“You can bring me the boy.“
Written and directed by Jennifer Kent, the 2014 Australian psychological horror The Babadook serves up a tense introspective look into how one woman deals with grief and its traumatic effects on the relationship with her only son. The film can be viewed through the lens of pure metaphor– as many critics and viewers are want to do.
Amelia, played by Essie Davis, gives a great performance as a the mother of a troubled child born following a car accident resulting in the death of his father, Amelia’s husband, on the way to own birth. Gripped by overwhelming grief and sadness over the loss, Amelia raises Samuel alone, coming to resent him and blaming him for the death of his father and her lover. In the film, Samuel comes to find a children’s book that depicts the movies titular monster, a pale-faced fiend adorned in a top hat, black cloak and sporting long, spider-like fingers. As the story progresses, the symbolism between the Bababook’s growing presence and Amelia’s confrontation with her own long suppressed emotions becomes increasingly apparent. By the film’s end, after nearly killing Samuel several times for her belief in his responsibility for her husband’s death, Amelia eventually ‘conquer’s’ her emotions and banishes the Babadook to her basement where he remains, feeding on worms and whimpering in the shadows.

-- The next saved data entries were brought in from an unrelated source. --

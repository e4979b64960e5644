use std::collections::BTreeSet;

use chrono::{NaiveDate, NaiveTime};

use crate::engine::AvailabilityError;

const ISO_DAY: &str = "%Y-%m-%d";

/// Parse a calendar day, discarding any time-of-day suffix.
///
/// Accepts `YYYY-MM-DD`, `YYYY-MM-DDTHH:MM:SS...` and `YYYY-MM-DD HH:MM...`.
/// A time part, when present, must itself be a well-formed time of day.
/// All forms of the same calendar day yield the same value.
pub fn parse_day(raw: &str) -> Result<NaiveDate, AvailabilityError> {
    let trimmed = raw.trim();
    let malformed = || AvailabilityError::MalformedDate {
        value: raw.to_string(),
    };

    let (day, rest) = match (trimmed.get(..10), trimmed.get(10..)) {
        (Some(day), Some(rest)) => (day, rest),
        _ => return Err(malformed()),
    };
    match rest.strip_prefix(['T', ' ']) {
        Some(time) if !is_time_of_day(time) => return Err(malformed()),
        None if !rest.is_empty() => return Err(malformed()),
        _ => {}
    }

    let bytes = day.as_bytes();
    let shape_ok = bytes.iter().enumerate().all(|(i, b)| match i {
        4 | 7 => *b == b'-',
        _ => b.is_ascii_digit(),
    });
    if !shape_ok {
        return Err(malformed());
    }

    NaiveDate::parse_from_str(day, ISO_DAY).map_err(|_| malformed())
}

/// `HH:MM`, `HH:MM:SS` or `HH:MM:SS.fff`, optionally followed by `Z` or a
/// `±HH`, `±HHMM` or `±HH:MM` offset.
fn is_time_of_day(raw: &str) -> bool {
    let time = match raw.strip_suffix(['Z', 'z']) {
        Some(time) => time,
        None => match strip_offset(raw) {
            Some(time) => time,
            None => return false,
        },
    };
    ["%H:%M:%S%.f", "%H:%M:%S", "%H:%M"]
        .iter()
        .any(|fmt| NaiveTime::parse_from_str(time, fmt).is_ok())
}

/// `None` when a sign is present but the offset after it is not well formed.
fn strip_offset(raw: &str) -> Option<&str> {
    let Some(at) = raw.rfind(['+', '-']) else {
        return Some(raw);
    };
    let offset = &raw.as_bytes()[at + 1..];
    let well_formed = match offset.len() {
        2 | 4 => offset.iter().all(u8::is_ascii_digit),
        5 => offset
            .iter()
            .enumerate()
            .all(|(i, b)| if i == 2 { *b == b':' } else { b.is_ascii_digit() }),
        _ => false,
    };
    well_formed.then(|| &raw[..at])
}

pub fn format_day(day: NaiveDate) -> String {
    day.format(ISO_DAY).to_string()
}

/// Every day from `start` through `end`, both inclusive. Empty when `start > end`.
pub fn days_inclusive(start: NaiveDate, end: NaiveDate) -> impl Iterator<Item = NaiveDate> {
    start.iter_days().take_while(move |d| *d <= end)
}

/// Number of calendar days touched by `[start, end]`; zero for a reversed range.
pub fn inclusive_len(start: NaiveDate, end: NaiveDate) -> i64 {
    ((end - start).num_days() + 1).max(0)
}

pub fn to_iso_strings(days: &BTreeSet<NaiveDate>) -> Vec<String> {
    days.iter().map(|d| format_day(*d)).collect()
}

As much as I can appreciate the uniqueness of films like The Babadook, its always tough watching them all the same. Horror fan though I am, I find movies like the Babadook too oppressively bleak for my taste.
The first movie I ever watched that I think embodies this type of film was HBO’s 2001 Wit. That story is essentially 2-hours of witnessing Emma Thompson die from cancer (fun times). As someone who watched a love one go through chemotherapy, Wit was a tough viewing.
So horror films like Babadook that delve into pure emotions centered on loss, spotlight horrible human traits or that simply exist in a world populated by characters with little or no redeeming qualities and that also lack unrealistic gore, absurd premises or inspirational insights are not my general cup of tea.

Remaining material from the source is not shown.